И когда невысокий полненький и кучерявый Янклович вышел, который переживёт поэта на несколько десятков лет и снимется в нескольких документальных фильмах, рассказывая, как он любил Володю, я начал с главного:
— Хотите — верьте, хотите — нет, но 25 июля этого года на гастролях в Бухаре вы переживёте клиническую смерть. С вами полетят: Всеволод Абдулов, администратор Янклович, Оксана Афанасьева и врач Анатолий Федотов, который сделает инъекцию прямо в сердечную мышцу и спасёт вам жизнь.

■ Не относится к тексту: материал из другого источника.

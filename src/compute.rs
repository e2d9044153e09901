//! Pull-based evaluation: `get_value`, the compute scope, and the contract
//! checks around user compute routines.

use std::cell::{Cell, RefCell};
use std::sync::Arc;

use log::trace;

use crate::cache::CacheKey;
use crate::component::{Component, ComponentId};
use crate::context::Context;
use crate::error::{ContractViolation, GraphError};
use crate::graph::Graph;
use crate::node::NodeBehaviour;
use crate::plug::Direction;
use crate::value::Value;

thread_local! {
    // Plugs currently being evaluated on this thread, for cycle detection.
    static EVAL_STACK: RefCell<Vec<ComponentId>> = const { RefCell::new(Vec::new()) };
    // Non-zero while a compute routine is running on this thread.
    static SUPPRESS_DEPTH: Cell<usize> = const { Cell::new(0) };
}

/// True while the calling thread is inside a compute routine. Mutations made
/// there must not emit signals.
pub(crate) fn signals_suppressed() -> bool {
    SUPPRESS_DEPTH.with(|depth| depth.get() > 0)
}

struct SuppressGuard;

impl SuppressGuard {
    fn new() -> Self {
        SUPPRESS_DEPTH.with(|depth| depth.set(depth.get() + 1));
        SuppressGuard
    }
}

impl Drop for SuppressGuard {
    fn drop(&mut self) {
        SUPPRESS_DEPTH.with(|depth| depth.set(depth.get() - 1));
    }
}

struct StackGuard;

impl StackGuard {
    /// Push `plug` onto the evaluation stack, failing if it is already there.
    fn enter(plug: ComponentId, path: &str) -> Result<Self, GraphError> {
        EVAL_STACK.with(|stack| {
            let mut stack = stack.borrow_mut();
            if stack.contains(&plug) {
                return Err(GraphError::contract(path, ContractViolation::Cycle));
            }
            stack.push(plug);
            Ok(StackGuard)
        })
    }
}

impl Drop for StackGuard {
    fn drop(&mut self) {
        EVAL_STACK.with(|stack| {
            stack.borrow_mut().pop();
        });
    }
}

// How a plug's value is produced, resolved under the read lock so evaluation
// itself runs without holding it.
enum Resolution {
    Stored(Value),
    Follow(ComponentId),
    Compute {
        behaviour: Arc<dyn NodeBehaviour>,
        node: ComponentId,
        name: String,
        path: String,
        version: u64,
    },
}

impl Graph {
    /// Pull a plug's value.
    ///
    /// An unconnected In-plug yields its stored value, falling back to its
    /// default. A connected plug follows its input. An Out-plug invokes the
    /// owning node's compute routine under the calling thread's active
    /// [`Context`], consulting the cache first. Reads never emit signals.
    pub fn get_value(&self, plug: ComponentId) -> Result<Value, GraphError> {
        let resolution = {
            let state = self.state.read();
            let path = state.full_name(plug);
            let record = state.plug_record(plug)?;
            if let Some(source) = record.input {
                Resolution::Follow(source)
            } else if record.direction == Direction::In {
                Resolution::Stored(record.effective_value())
            } else {
                match state
                    .owning_node(plug)
                    .and_then(|node| {
                        state
                            .components
                            .get(node.0)
                            .and_then(Component::node)
                            .map(|record| (node, record.behaviour.clone()))
                    }) {
                    Some((node, behaviour)) => {
                        let name = state.get(plug)?.name.clone();
                        Resolution::Compute {
                            behaviour,
                            node,
                            name,
                            path,
                            version: record.version,
                        }
                    }
                    None => {
                        return Err(GraphError::contract(path, ContractViolation::NoCompute))
                    }
                }
            }
        };

        match resolution {
            Resolution::Stored(value) => Ok(value),
            Resolution::Follow(source) => {
                let state = self.state.read();
                let path = state.full_name(plug);
                drop(state);
                let _guard = StackGuard::enter(plug, &path)?;
                self.get_value(source)
            }
            Resolution::Compute {
                behaviour,
                node,
                name,
                path,
                version,
            } => {
                let context = Context::current();
                let key = CacheKey {
                    plug,
                    version,
                    context: context.stable_hash(),
                };
                if let Some(value) = self.cache.get(&key) {
                    return Ok(value);
                }
                let _guard = StackGuard::enter(plug, &path)?;
                trace!("computing '{}' (v{})", path, version);
                self.cache.get_or_compute(key, || {
                    let _suppress = SuppressGuard::new();
                    let mut scope = ComputeScope {
                        graph: self,
                        node,
                        behaviour: behaviour.clone(),
                        requested_name: name.clone(),
                        requested_path: path.clone(),
                        context,
                        result: None,
                    };
                    behaviour.compute(&name, &mut scope)?;
                    scope
                        .result
                        .ok_or_else(|| GraphError::contract(&path, ContractViolation::OutputNotSet))
                })
            }
        }
    }
}

/// The environment a compute routine runs in.
///
/// The scope enforces the compute contract: inputs are readable only when
/// declared to affect the requested output, and only the requested output can
/// be set.
pub struct ComputeScope<'a> {
    graph: &'a Graph,
    node: ComponentId,
    behaviour: Arc<dyn NodeBehaviour>,
    requested_name: String,
    requested_path: String,
    context: Context,
    result: Option<Value>,
}

impl ComputeScope<'_> {
    /// Pull the value of the named input plug.
    ///
    /// Fails with an [`UndeclaredDependency`](ContractViolation::UndeclaredDependency)
    /// contract violation when the node's affects map does not list the
    /// requested output under this input.
    pub fn input(&self, name: &str) -> Result<Value, GraphError> {
        if !self
            .behaviour
            .affects(name)
            .iter()
            .any(|output| output == &self.requested_name)
        {
            return Err(GraphError::contract(
                &self.requested_path,
                ContractViolation::UndeclaredDependency {
                    input: name.to_string(),
                },
            ));
        }
        let plug = self.graph.plug(self.node, name)?;
        self.graph.get_value(plug)
    }

    /// Set the computed value of the requested output.
    ///
    /// Naming any other plug is a
    /// [`WrongPlugSet`](ContractViolation::WrongPlugSet) contract violation.
    pub fn set(&mut self, name: &str, value: Value) -> Result<(), GraphError> {
        if name != self.requested_name {
            return Err(GraphError::contract(
                &self.requested_path,
                ContractViolation::WrongPlugSet {
                    set: name.to_string(),
                },
            ));
        }
        self.result = Some(value);
        Ok(())
    }

    /// The context this computation runs under.
    pub fn context(&self) -> &Context {
        &self.context
    }

    /// Full name of the plug being computed.
    pub fn requested_path(&self) -> &str {
        &self.requested_path
    }
}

— Мы все под смертью ходим, — усмехнулся поэт.
— Ходим-то все, но не каждый ежедневно заглядывать смерти в пасть, — буркнул я. — А ровно через год, 25 июля 1980 года вы умрёте.
— И из чего сие следует? — Всё так же шутливо спросил Высоцкий.
— Из того, что очередь к гробу растянется на 9 километров. Так как придут проститься сто тысяч человек. И ещё из того, что на вас наденут костюм Гамлета, в котором вы сейчас в театре играете. Из того, что похоронят на Ваганьковском кладбище, ибо власти не разрешат на Новодевичьим. Хуже того — сделаю посмертную маску, и из неё затем сварганят памятник на могилу.
— А ты вправду футболист? — Насторожился вдруг поэт, немного потрясённый деталями похорон, которые я намеренно произнёс для убедительности.
Я приподнял штанины и показал свои ноги в синяках, в свежих — синих и в старых — уже пожелтевших.
— Я — футболист, которому сняться вещие сны. — Приврал я. — Однако будущее можно и изменить, если этого сильно захотеть.
— Вопрос захочу ли я? — Пробормотал Высоцкий.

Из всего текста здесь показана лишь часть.